Les prophètes de l’Ancien Testament ont des profils très variés.
Certains sont des prophètes de cour (Isaïe) et d’autres des marginaux
(Michée), il y a des hommes et des femmes (Deborah, dont le cantique est
l’un des textes les plus anciens de la Bible), des puissants (Natan,
Sophonie) et des hommes issus de couches populaires (Amos), de jeunes
prophètes (Samuel) et de plus âgés, des laïcs et des prêtres (Ézékiel,
Zacharie). Ils sont généralement mariés, mais Jérémie était célibataire
et Ézékiel veuf. Certains prophétisent de manière permanente, d’autres
de façon occasionnelle. Il n’existe pas non plus de récit uniforme de
vocation : les uns se présentent d’eux-mêmes à Dieu (Isaïe), d’autres
obéissent à un ordre divin (Amos, Osée) ; certains dialoguent avant
d’accepter la mission confiée (Jérémie), tâtonnent (Samuel) voire
refusent, avant d’accéder à la volonté de Dieu (Jonas).
Qu’est-ce qui leur est commun ?
Les prophètes sont tous « hommes de la parole », souligne
l’exégète Jean-Pierre Prévost (2), et cela caractérise leur mission :
ils ont pris la parole, pour se faire l’écho de la Parole d’un Autre.
Ils apparaissent souvent comme passionnés de Dieu, au double de sens de
la passion – amour et souffrance.
« Dès que je trouvais tes paroles, je les dévorais. Ta parole m’a
réjoui, m’a rendu profondément heureux », écrit Jérémie (15, 16).
Mais cette parole est aussi source de tourments. À cause d’elle, le
prophète est rejeté et persécuté : « Contraint par ta main, je reste
à l’écart, car tu m’as rempli d’indignation. Pourquoi ma douleur
est-elle devenue permanente, ma blessure incurable, rebelle aux soins ?
», poursuit-il.
Autre caractéristique : les prophètes sont toujours des hommes du
présent, inscrit dans l’histoire. Dans les livres prophétiques, le
contexte est précisé avec détails. « Ces références chronologiques
sont absolument indispensables, souligne Jean-Pierre Prévost. La
Parole de Dieu n’est pas intemporelle et ne saurait être détachée de
l’histoire qui l’a vue naître. Il est donc important de lire la
prophétie au présent : avant même de vouloir l’appliquer à notre temps,
ou de vouloir la christianiser, il faut d’abord l’entendre dans son
contexte originel. »
Quelles sont leurs missions ?
On dit souvent que la mission prophétique est de rappeler les
exigences de la Loi. L’exégète Pierre Gibert, professeur au Centre
Sèvres (Paris), met toutefois en garde contre un risque d’anachronisme.

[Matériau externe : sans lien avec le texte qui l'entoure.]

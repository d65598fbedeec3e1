//! Instance and storage pricing tables.
//!
//! Both catalogs default to built-in list prices and can be replaced from YAML
//! so prices change without touching the engine:
//!
//! ```yaml
//! aws:
//!   - { name: t3.nano, cpu: 2, memory_gb: 0.5, monthly_cost: 3.50 }
//!   - { name: m5.large, cpu: 2, memory_gb: 8, monthly_cost: 70.02 }
//! ```

use serde::{Deserialize, Serialize};
use std::collections::BTreeMap;
use std::path::Path;

use crate::error::{EngineError, Result};
use crate::models::Provider;

/// Hours in a billing month.
pub const HOURS_PER_MONTH: f64 = 730.0;

/// One catalog instance type.
#[derive(Debug, Clone, PartialEq, Serialize, Deserialize)]
pub struct InstanceType {
    pub name: String,

    /// vCPU count
    pub cpu: u32,

    pub memory_gb: f64,

    /// On-demand monthly price in USD
    pub monthly_cost: f64,
}

impl InstanceType {
    pub fn new(name: impl Into<String>, cpu: u32, memory_gb: f64, monthly_cost: f64) -> Self {
        Self {
            name: name.into(),
            cpu,
            memory_gb,
            monthly_cost,
        }
    }

    /// On-demand hourly price.
    pub fn hourly_cost(&self) -> f64 {
        self.monthly_cost / HOURS_PER_MONTH
    }
}

/// Instance types per provider, in declaration order.
#[derive(Debug, Clone, PartialEq, Serialize, Deserialize)]
#[serde(transparent)]
pub struct InstanceCatalog {
    providers: BTreeMap<String, Vec<InstanceType>>,
}

impl Default for InstanceCatalog {
    fn default() -> Self {
        let aws = vec![
            InstanceType::new("t3.nano", 2, 0.5, 3.50),
            InstanceType::new("t3.micro", 2, 1.0, 7.00),
            InstanceType::new("t3.small", 2, 2.0, 14.00),
            InstanceType::new("t3.medium", 2, 4.0, 28.00),
            InstanceType::new("t3.large", 2, 8.0, 56.00),
            InstanceType::new("m5.large", 2, 8.0, 70.02),
            InstanceType::new("m5.xlarge", 4, 16.0, 140.16),
            InstanceType::new("m5.2xlarge", 8, 32.0, 280.32),
            InstanceType::new("m5.4xlarge", 16, 64.0, 560.16),
        ];
        let azure = vec![
            InstanceType::new("Standard_B1s", 1, 1.0, 7.52),
            InstanceType::new("Standard_B2s", 2, 4.0, 30.08),
            InstanceType::new("Standard_D2s_v4", 2, 8.0, 70.08),
            InstanceType::new("Standard_D4s_v4", 4, 16.0, 140.16),
            InstanceType::new("Standard_D8s_v4", 8, 32.0, 280.32),
        ];

        Self::empty()
            .with_provider(Provider::Aws, aws)
            .with_provider(Provider::Azure, azure)
    }
}

impl InstanceCatalog {
    /// A catalog with no providers.
    pub fn empty() -> Self {
        Self {
            providers: BTreeMap::new(),
        }
    }

    /// Add or replace one provider's instance list.
    pub fn with_provider(mut self, provider: Provider, instances: Vec<InstanceType>) -> Self {
        self.providers.insert(provider.as_str().to_string(), instances);
        self
    }

    /// Parse a catalog from YAML.
    pub fn from_yaml_str(yaml: &str) -> Result<Self> {
        let catalog: Self = serde_yaml::from_str(yaml)?;
        catalog.validate()?;
        Ok(catalog)
    }

    /// Load a catalog from a YAML file.
    pub fn from_yaml_file(path: impl AsRef<Path>) -> Result<Self> {
        Self::from_yaml_str(&std::fs::read_to_string(path)?)
    }

    fn validate(&self) -> Result<()> {
        for (provider, instances) in &self.providers {
            if let Some(bad) = instances
                .iter()
                .find(|i| !i.monthly_cost.is_finite() || i.monthly_cost < 0.0 || i.memory_gb < 0.0)
            {
                return Err(EngineError::Config(format!(
                    "instance {} for {} has an invalid price or memory size",
                    bad.name, provider
                )));
            }
        }
        Ok(())
    }

    /// Instance types offered by a provider.
    pub fn instances(&self, provider: &Provider) -> Option<&[InstanceType]> {
        self.providers.get(provider.as_str()).map(Vec::as_slice)
    }

    /// Look up a single instance type.
    pub fn lookup(&self, provider: &Provider, name: &str) -> Option<&InstanceType> {
        self.instances(provider)?.iter().find(|i| i.name == name)
    }
}

/// One rung of a storage tier ladder.
#[derive(Debug, Clone, PartialEq, Serialize, Deserialize)]
pub struct StorageTier {
    /// Storage class name (e.g., "standard_ia")
    pub class: String,

    /// Highest days-since-access served by this tier, `None` for the last rung
    #[serde(default)]
    pub max_days: Option<u32>,

    /// Monthly price per GB in USD
    pub price_per_gb: f64,
}

impl StorageTier {
    pub fn new(class: impl Into<String>, max_days: Option<u32>, price_per_gb: f64) -> Self {
        Self {
            class: class.into(),
            max_days,
            price_per_gb,
        }
    }
}

/// Storage tier ladders per provider, hottest tier first.
#[derive(Debug, Clone, PartialEq, Serialize, Deserialize)]
#[serde(transparent)]
pub struct StoragePricing {
    providers: BTreeMap<String, Vec<StorageTier>>,
}

impl Default for StoragePricing {
    fn default() -> Self {
        let aws = vec![
            StorageTier::new("standard", Some(30), 0.023),
            StorageTier::new("standard_ia", Some(90), 0.0125),
            StorageTier::new("glacier", Some(365), 0.004),
            StorageTier::new("glacier_deep", None, 0.00099),
        ];
        let azure = vec![
            StorageTier::new("hot", Some(30), 0.0184),
            StorageTier::new("cool", Some(90), 0.01),
            StorageTier::new("archive", None, 0.00099),
        ];

        Self::empty()
            .with_provider(Provider::Aws, aws)
            .with_provider(Provider::Azure, azure)
    }
}

impl StoragePricing {
    /// A pricing table with no providers.
    pub fn empty() -> Self {
        Self {
            providers: BTreeMap::new(),
        }
    }

    /// Add or replace one provider's tier ladder.
    pub fn with_provider(mut self, provider: Provider, tiers: Vec<StorageTier>) -> Self {
        self.providers.insert(provider.as_str().to_string(), tiers);
        self
    }

    /// Parse pricing from YAML.
    pub fn from_yaml_str(yaml: &str) -> Result<Self> {
        let pricing: Self = serde_yaml::from_str(yaml)?;
        pricing.validate()?;
        Ok(pricing)
    }

    /// Load pricing from a YAML file.
    pub fn from_yaml_file(path: impl AsRef<Path>) -> Result<Self> {
        Self::from_yaml_str(&std::fs::read_to_string(path)?)
    }

    fn validate(&self) -> Result<()> {
        for (provider, tiers) in &self.providers {
            if tiers.is_empty() {
                return Err(EngineError::Config(format!(
                    "storage tiers for {} are empty",
                    provider
                )));
            }
            if tiers.iter().any(|t| !t.price_per_gb.is_finite() || t.price_per_gb < 0.0) {
                return Err(EngineError::Config(format!(
                    "storage tiers for {} contain an invalid price",
                    provider
                )));
            }
        }
        Ok(())
    }

    /// Tier for data last read `days` ago. The last rung catches everything older.
    pub fn tier_for(&self, provider: &Provider, days: u32) -> Option<&StorageTier> {
        let tiers = self.providers.get(provider.as_str())?;
        tiers
            .iter()
            .find(|t| t.max_days.is_none_or(|max| days <= max))
            .or_else(|| tiers.last())
    }
}

#[cfg(test)]
mod tests {
    use super::*;

    #[test]
    fn test_builtin_instance_catalog() {
        let catalog = InstanceCatalog::default();
        let m5 = catalog.lookup(&Provider::Aws, "m5.4xlarge").unwrap();
        assert_eq!(m5.cpu, 16);
        assert_eq!(m5.monthly_cost, 560.16);
        assert!((m5.hourly_cost() - 0.767_342).abs() < 1e-5);

        assert_eq!(catalog.instances(&Provider::Azure).unwrap().len(), 5);
        assert!(catalog.instances(&Provider::from("gcp")).is_none());
        assert!(catalog.lookup(&Provider::Aws, "x9.huge").is_none());
    }

    #[test]
    fn test_storage_ladder() {
        let pricing = StoragePricing::default();
        let aws = Provider::Aws;

        assert_eq!(pricing.tier_for(&aws, 0).unwrap().class, "standard");
        assert_eq!(pricing.tier_for(&aws, 30).unwrap().class, "standard");
        assert_eq!(pricing.tier_for(&aws, 31).unwrap().class, "standard_ia");
        assert_eq!(pricing.tier_for(&aws, 365).unwrap().class, "glacier");
        assert_eq!(pricing.tier_for(&aws, 366).unwrap().class, "glacier_deep");
        assert_eq!(pricing.tier_for(&Provider::Azure, 91).unwrap().class, "archive");
        assert!(pricing.tier_for(&Provider::OnPremises, 400).is_none());
    }

    #[test]
    fn test_catalog_from_yaml() {
        let yaml = r#"
aws:
  - { name: small, cpu: 1, memory_gb: 1, monthly_cost: 5.0 }
  - { name: big, cpu: 8, memory_gb: 32, monthly_cost: 200.0 }
"#;
        let catalog = InstanceCatalog::from_yaml_str(yaml).unwrap();
        assert_eq!(catalog.instances(&Provider::Aws).unwrap()[1].name, "big");
        assert!(catalog.instances(&Provider::Azure).is_none());

        let bad = "aws:\n  - { name: x, cpu: 1, memory_gb: 1, monthly_cost: -1 }\n";
        assert!(matches!(
            InstanceCatalog::from_yaml_str(bad).unwrap_err(),
            EngineError::Config(_)
        ));
    }

    #[test]
    fn test_storage_pricing_from_yaml() {
        let yaml = r#"
aws:
  - { class: hot, max_days: 7, price_per_gb: 0.03 }
  - { class: cold, price_per_gb: 0.001 }
"#;
        let pricing = StoragePricing::from_yaml_str(yaml).unwrap();
        assert_eq!(pricing.tier_for(&Provider::Aws, 8).unwrap().class, "cold");
        assert!(StoragePricing::from_yaml_str("aws: []").is_err());
    }
}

Le prophète ne rappelle pas le détail de la Loi (dont la rédaction est
elle-même sans doute postérieure aux écrits prophétiques), mais ses
piliers, le respect de Dieu et du prochain : « À part quelques
allusions, le plus souvent ajoutées, la Loi se réduit chez les prophètes
à deux ordres de préceptes par rapport auxquels ils sont intransigeants
: le respect de l’unicité de Dieu par l’élimination de toute forme
d’idolâtrie et de représentation matérielle, et l’attention efficace aux
faibles et aux petits, en matière de justice notamment » (3). «
Tous les prophètes, peu importe leur époque, exigent la justice
de chaque personne sans exception », confirme le bibliste canadien
Walter Vogels (4).
Critiquent-ils toujours les institutions
?
Les prophètes prennent souvent de sérieuses distances par rapport au
culte, aux rites, aux institutions religieuses de leurs temps. Ils sont
sévères aussi envers les rois et les puissants. Ce qui les caractérise,
c’est la critique de la duplicité et de l’hypocrisie des puissants. Ils
sont avant tout « des hommes contre le mensonge », selon
l’expression de Jacques Trublet.
ÉLODIE MAUROT
(1) L’Un et l’Autre Testament (Seuil).
(2) Pour lire les prophètes (Cerf).
(3) «Prophètes et visions du futur», Le Monde de la Bible ,
décembre 2000. (4) Les Prophètes (Lumen vitæ-Novalis).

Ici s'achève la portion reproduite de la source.